Intervista a Mauro Curradi

di Roberto Saviano

ps013.jpg La riscoperta di Mauro Curradi (Pisa, 1925) è stata una piacevole nota dell’editoria italiana. Scrittore di grande qualità, Curradi è uno dei rarissimi narratori italiani ad aver analizzato e conosciuto il continente africano. In questa intervista avvenuta nella sua confortevole casa romana, Curradi passa in rassegna la sua esperienza africana ma non soltanto. Parla del mondo borghese in cui è nato, del suo rapporto con Aldo Palazzeschi, delle leggi razziali degli anni Trenta. Un affresco completo della sua vita di uomo e soprattutto un’immersione nella sua opera letteraria.

La voce di Curradi è calma, precisa, a volte commossa da avvenimenti cruciali che la sua vita ha incontrato. Non rinuncia però mai all’ironia, e tutto il suo peregrinare in diverse parti del mondo, tutto il suo viaggiare non assume una caratteristica di epica moderna, piuttosto è una continua ed assidua sedimentazione d’esperienze non incanalate in un progetto. I romanzi di Curradi sono parti di vita, emblemi di una prassi empirica che riconosce nel viaggio e nell’incontro con l’Altro la possibilità di rivelare a se stesso, ed al lettore, la parte più nascosta, cablata, del proprio essere, cullato altrimenti nelle sue certezze e nei suoi faticosi privilegi.

Mauro Curradi, la tua trilogia africana Via da me (L’obliquo, 2000), Cera e oro (Meridiano zero, 2002 ) e Persona non grata (Meridiano zero, 2003 ) sta generando attenzione sia nel pubblico che nella critica. Potresti descriverci il tuo incontro con l’Africa?

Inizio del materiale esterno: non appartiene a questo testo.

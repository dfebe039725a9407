//! Low-frequency oscillator for parameter modulation.
//!
//! The output is a ratio in `[0, 1]`: a [`FloatParam`] driven by an LFO maps
//! each sample through its own `ratio_to_value`, so one LFO can modulate
//! parameters of any range.

use std::rc::Rc;

use crate::envelope::Envelope;
use crate::math;
use crate::oscillator::{Oscillator, OscillatorLeaders, Waveform};
use crate::param::{ByteParam, FloatParam, ModulatableFloatParam, OFF, ON, ToggleParam, is_on};
use crate::producer::{Buffer, ProducerState, Rendering, Round, Shared, SignalProducer, produce, shared};
use crate::{Number, Seconds};

/// Lowest LFO frequency in Hz.
pub const FREQUENCY_MIN: Number = 0.01;
/// Highest LFO frequency in Hz.
pub const FREQUENCY_MAX: Number = 30.0;
/// Highest amount; the oscillator swings `amount` around its center.
pub const AMOUNT_MAX: Number = 0.5;

const SHAPING_INSIGNIFICANT: Number = 0.000001;

/// Low-frequency oscillator with range, distortion and randomness.
///
/// Frequency, phase and amount live on the inner oscillator and are reached
/// through accessors. Uncentered LFOs sweep `min..=max`; centered ones swing
/// around the midpoint of the range.
pub struct Lfo {
    state: ProducerState,
    name: String,
    /// Waveform selector.
    pub waveform: Shared<ByteParam>,
    /// Sync the frequency to the tempo: frequency becomes cycles per beat.
    pub tempo_sync: Shared<ToggleParam>,
    /// Swing around the midpoint of the range instead of sweeping it.
    pub center: Shared<ToggleParam>,
    /// Lower end of the range.
    pub min: FloatParam,
    /// Upper end of the range.
    pub max: FloatParam,
    /// Amount of `tanh` distortion applied to the waveform.
    pub distortion: FloatParam,
    /// Amount of deterministic randomization applied to the waveform.
    pub randomness: FloatParam,
    oscillator: Oscillator,
    amount_envelope: Option<Shared<Envelope>>,
}

impl core::fmt::Debug for Lfo {
    fn fmt(&self, f: &mut core::fmt::Formatter<'_>) -> core::fmt::Result {
        f.debug_struct("Lfo")
            .field("name", &self.name)
            .field("oscillator", &self.oscillator)
            .finish_non_exhaustive()
    }
}

impl Lfo {
    /// LFO with private parameters; names are prefixed with `name`.
    pub fn new(name: &str) -> Self {
        let waveform = shared(Waveform::param(format!("{name}WAV"), Waveform::SoftSquare));
        let tempo_sync = shared(crate::param::toggle(format!("{name}SYN"), OFF));
        let center = shared(crate::param::toggle(format!("{name}CEN"), OFF));

        let mut oscillator = Oscillator::new(Rc::clone(&waveform))
            .with_lfo_toggles(Rc::clone(&tempo_sync), Rc::clone(&center));
        oscillator.frequency =
            FloatParam::new(format!("{name}FRQ"), FREQUENCY_MIN, FREQUENCY_MAX, 1.0);
        oscillator.amplitude = FloatParam::new(format!("{name}AMT"), 0.0, AMOUNT_MAX, AMOUNT_MAX);
        oscillator.phase =
            ModulatableFloatParam::unmodulated(FloatParam::new(format!("{name}PHS"), 0.0, 1.0, 0.0));

        Self {
            state: ProducerState::new(1),
            name: name.to_owned(),
            waveform,
            tempo_sync,
            center,
            min: FloatParam::block(format!("{name}MIN"), 0.0, 1.0, 0.0),
            max: FloatParam::block(format!("{name}MAX"), 0.0, 1.0, 1.0),
            distortion: FloatParam::block(format!("{name}DST"), 0.0, 1.0, 0.0),
            randomness: FloatParam::block(format!("{name}RND"), 0.0, 1.0, 0.0),
            oscillator,
            amount_envelope: None,
        }
    }

    /// Centered sine LFO following shared frequency, range and amount
    /// parameters, shifted by `phase_offset` periods. Used for ensembles of
    /// LFOs that move together, such as chorus voices.
    pub fn with_leaders(
        name: &str,
        frequency_leader: &Shared<FloatParam>,
        max_leader: &Shared<FloatParam>,
        amount_leader: &Shared<FloatParam>,
        tempo_sync: Shared<ToggleParam>,
        phase_offset: Number,
    ) -> Self {
        let waveform = shared(Waveform::param(format!("{name}WAV"), Waveform::Sine));
        let center = shared(crate::param::toggle(format!("{name}CEN"), ON));

        let mut leaders = OscillatorLeaders::new(Rc::clone(&waveform));
        leaders.frequency = Some(Rc::clone(frequency_leader));
        leaders.amplitude = Some(Rc::clone(amount_leader));

        let mut oscillator = Oscillator::from_leaders(&leaders, None)
            .with_lfo_toggles(Rc::clone(&tempo_sync), Rc::clone(&center));
        oscillator
            .phase
            .param_mut()
            .set_value(phase_offset.rem_euclid(1.0));

        Self {
            state: ProducerState::new(1),
            name: name.to_owned(),
            waveform,
            tempo_sync,
            center,
            min: FloatParam::block(format!("{name}MIN"), 0.0, 1.0, 0.0),
            max: FloatParam::follower(max_leader),
            distortion: FloatParam::block(format!("{name}DST"), 0.0, 1.0, 0.0),
            randomness: FloatParam::block(format!("{name}RND"), 0.0, 1.0, 0.0),
            oscillator,
            amount_envelope: None,
        }
    }

    /// Name prefix of the parameters.
    pub fn name(&self) -> &str {
        &self.name
    }

    /// Frequency in Hz, or cycles per beat with tempo sync.
    pub fn frequency(&self) -> &FloatParam {
        &self.oscillator.frequency
    }

    /// Frequency, mutably.
    pub fn frequency_mut(&mut self) -> &mut FloatParam {
        &mut self.oscillator.frequency
    }

    /// Phase offset in periods.
    pub fn phase(&self) -> &FloatParam {
        self.oscillator.phase.param()
    }

    /// Phase offset, mutably.
    pub fn phase_mut(&mut self) -> &mut FloatParam {
        self.oscillator.phase.param_mut()
    }

    /// Swing of the waveform; [`AMOUNT_MAX`] covers the whole range.
    pub fn amount(&self) -> &FloatParam {
        &self.oscillator.amplitude
    }

    /// Amount, mutably.
    pub fn amount_mut(&mut self) -> &mut FloatParam {
        &mut self.oscillator.amplitude
    }

    /// Envelope applied per voice to the output of this LFO.
    pub fn amount_envelope(&self) -> Option<Shared<Envelope>> {
        self.amount_envelope.clone()
    }

    /// Assign or clear the per-voice amount envelope.
    pub fn set_amount_envelope(&mut self, envelope: Option<Shared<Envelope>>) {
        self.amount_envelope = envelope;
    }

    /// Start oscillating at `time_offset`.
    pub fn start(&mut self, time_offset: Seconds) {
        self.oscillator.start(time_offset);
    }

    /// Stop oscillating at `time_offset`, dropping scheduled parameter changes.
    pub fn stop(&mut self, time_offset: Seconds) {
        self.oscillator.cancel_events();
        self.oscillator.stop(time_offset);
    }

    /// Whether the oscillator is running.
    pub fn is_on(&self) -> bool {
        self.oscillator.is_on()
    }

    /// Advance every clock by one block without rendering.
    pub fn skip_round(&mut self, round: Round, sample_count: usize) {
        if self.state.cached_round() == Some(round) {
            return;
        }

        self.state.set_cached_round(round);
        self.oscillator.skip_round(round, sample_count);
        self.min.skip_round(round, sample_count);
        self.max.skip_round(round, sample_count);
        self.distortion.skip_round(round, sample_count);
        self.randomness.skip_round(round, sample_count);
    }
}

impl SignalProducer for Lfo {
    fn state(&self) -> &ProducerState {
        &self.state
    }

    fn state_mut(&mut self) -> &mut ProducerState {
        &mut self.state
    }

    fn visit_children(&mut self, visitor: &mut dyn FnMut(&mut dyn SignalProducer)) {
        visitor(&mut self.oscillator);
        visitor(&mut self.min);
        visitor(&mut self.max);
        visitor(&mut self.distortion);
        visitor(&mut self.randomness);
    }

    fn initialize_rendering(&mut self, round: Round, sample_count: usize) -> Rendering {
        for param in [&mut self.min, &mut self.max, &mut self.distortion, &mut self.randomness] {
            produce(param, round, sample_count);
        }

        let min = self.min.value();
        let max = self.max.value();
        let distortion = self.distortion.value();
        let randomness = self.randomness.value();
        let range = max - min;
        let is_centered = is_on(&self.center.borrow());

        let waveform = &produce(&mut self.oscillator, round, sample_count).channel(0)[..sample_count];
        let output = &mut self.state.buffer_mut().channel_mut(0)[..sample_count];
        let is_shaped = distortion >= SHAPING_INSIGNIFICANT || randomness >= SHAPING_INSIGNIFICANT;

        if is_centered {
            let center = (min + max) * 0.5;

            for (out, x) in output.iter_mut().zip(waveform) {
                let x = if is_shaped {
                    math::randomize_centered(randomness, math::distort_centered(distortion, *x))
                } else {
                    *x
                };

                *out = center + range * x;
            }
        } else {
            for (out, x) in output.iter_mut().zip(waveform) {
                let x = if is_shaped {
                    math::randomize(randomness, math::distort(distortion, *x))
                } else {
                    *x
                };

                *out = min + range * x;
            }
        }

        Rendering::Ready
    }

    fn render(&mut self, _round: Round, _first: usize, _last: usize, _buffer: &mut Buffer) {}
}

/// Per-note assignment of amount envelopes to LFOs, handed to voices on
/// note-on. Capacity is reserved up front so rebuilding it does not allocate.
#[derive(Debug, Default)]
pub struct LfoEnvelopeMapping {
    entries: Vec<(Shared<Lfo>, Shared<Envelope>)>,
}

impl LfoEnvelopeMapping {
    /// Mapping with room for `capacity` assignments.
    pub fn with_capacity(capacity: usize) -> Self {
        Self {
            entries: Vec::with_capacity(capacity),
        }
    }

    /// Drop every assignment.
    pub fn clear(&mut self) {
        self.entries.clear();
    }

    /// Envelope `envelope` the output of `lfo`.
    pub fn push(&mut self, lfo: Shared<Lfo>, envelope: Shared<Envelope>) {
        self.entries.push((lfo, envelope));
    }

    /// Number of assignments.
    pub fn len(&self) -> usize {
        self.entries.len()
    }

    /// Whether there are no assignments.
    pub fn is_empty(&self) -> bool {
        self.entries.is_empty()
    }

    /// Envelope assigned to `lfo`, matched by identity.
    pub fn envelope_for(&self, lfo: &Shared<Lfo>) -> Option<Shared<Envelope>> {
        self.entries
            .iter()
            .find(|(candidate, _)| Rc::ptr_eq(candidate, lfo))
            .map(|(_, envelope)| Rc::clone(envelope))
    }
}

Il primo contatto col mondo africano lo ebbi in Marocco, trascorsi cinque estati ospite di un amico marocchino ad Al Hoceima, sublime città mediterranea. Qui mi venne voglia di scrivere un libro e così nacque Via da me [1970]. Questo testo dedicato al Marocco l’ho scritto in parte ad Al Hoceima, in parte in Italia ma la stesura definitiva è avvenuta in Svezia dove ero andato a lavorare come vicedirettore dell’Istituto di Cultura Italiana. Il libro all’epoca fu pubblicato da Mondatori, l’editing me lo fece il mio amico d’infanzia Cesare Garboli, ed ebbe un discreto successo. Certo, il successo esiguo che possono avere i miei libri, non avendo scritto Via col vento, purtroppo…
Accadde poi che mi stufai della Svezia. Stoccolma è una città stupenda ma gli abitanti sono insopportabilmente…

Freddi?

…scemi, piuttosto. Ci vuole un’ora per estrarli dal loro silenzio, cinque minuti per rimpiangerlo. Tornai così ad insegnare nella mia scuoletta di Roma. Mi telefonarono poi dal Ministero degli Esteri e mi offrirono il lettorato di Addis Abeba, accettai subito nonostante mi dissero che in Etiopia sarei stato soltanto lettore, mentre a Stoccolma ero vicedirettore dell’Istituto. A me non fregò nulla. Non ho mai voluto fare il burocrate culturale. Qui, in Etiopia nacque Cera e oro, e per vent’anni non scrissi più una riga. Volevo esser sicuro di quello che avrei scritto e poi non ne avevo voglia. Volevo soprattutto vivere, vivere nei paesi dove mi sarebbe capitato di vivere. Vivere e basta. In Etiopia sono stato tre anni. Persona non grata è una sorta di continuazione di Cera e oro avendo gli stessi personaggi, ed è il frutto di un mio appassionato viaggio nello Yemen. La mia esperienza africana quindi è basata su due sedi, Marocco ed Etiopia, anche se poi alla fine della mia carriera ho lavorato all’istituto di cultura di Tunisi, ma io snobisticamente vivevo a Cartagine…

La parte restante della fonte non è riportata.